What you need to produce from the material below is an exact transcription of the lines from the one with "the page offset." through the one with "pub const L2_SHIFT: u32 = 30;", both included, and no other line.

▶ _MATERIAL FOR THIS TASK_:

%%

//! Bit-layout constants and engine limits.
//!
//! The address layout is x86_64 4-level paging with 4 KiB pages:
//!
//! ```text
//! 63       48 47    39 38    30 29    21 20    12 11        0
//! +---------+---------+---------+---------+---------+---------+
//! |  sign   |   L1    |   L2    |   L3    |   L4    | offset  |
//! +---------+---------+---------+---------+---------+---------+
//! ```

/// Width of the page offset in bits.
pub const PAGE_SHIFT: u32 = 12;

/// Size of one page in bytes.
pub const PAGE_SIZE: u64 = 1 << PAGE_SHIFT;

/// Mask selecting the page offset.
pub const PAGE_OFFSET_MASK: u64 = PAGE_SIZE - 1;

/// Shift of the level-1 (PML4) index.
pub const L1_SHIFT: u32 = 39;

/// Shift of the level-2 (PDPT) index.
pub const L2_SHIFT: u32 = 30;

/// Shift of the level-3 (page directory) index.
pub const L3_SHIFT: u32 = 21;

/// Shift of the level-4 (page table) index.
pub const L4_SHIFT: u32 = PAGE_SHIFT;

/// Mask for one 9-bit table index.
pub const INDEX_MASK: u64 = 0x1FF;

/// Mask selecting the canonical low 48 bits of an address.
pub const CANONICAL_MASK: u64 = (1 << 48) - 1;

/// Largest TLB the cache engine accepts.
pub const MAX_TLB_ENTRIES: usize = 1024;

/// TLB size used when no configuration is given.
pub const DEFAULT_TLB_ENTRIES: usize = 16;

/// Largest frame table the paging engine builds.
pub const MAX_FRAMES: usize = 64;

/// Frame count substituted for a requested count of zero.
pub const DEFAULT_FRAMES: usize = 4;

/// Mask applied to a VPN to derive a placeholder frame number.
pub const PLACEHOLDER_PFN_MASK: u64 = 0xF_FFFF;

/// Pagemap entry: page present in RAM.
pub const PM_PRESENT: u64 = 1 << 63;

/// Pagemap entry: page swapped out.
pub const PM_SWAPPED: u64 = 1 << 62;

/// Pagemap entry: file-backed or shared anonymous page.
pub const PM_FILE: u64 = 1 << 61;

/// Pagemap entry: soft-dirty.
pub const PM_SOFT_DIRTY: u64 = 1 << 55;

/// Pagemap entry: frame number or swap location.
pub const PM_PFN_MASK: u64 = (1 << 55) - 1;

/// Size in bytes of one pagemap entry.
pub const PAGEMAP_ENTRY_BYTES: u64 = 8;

%%

▶ _RESPONSE FOR THIS EXERCISE_:
/// Mask selecting the page offset.
pub const PAGE_OFFSET_MASK: u64 = PAGE_SIZE - 1;

/// Shift of the level-1 (PML4) index.
pub const L1_SHIFT: u32 = 39;

/// Shift of the level-2 (PDPT) index.
pub const L2_SHIFT: u32 = 30;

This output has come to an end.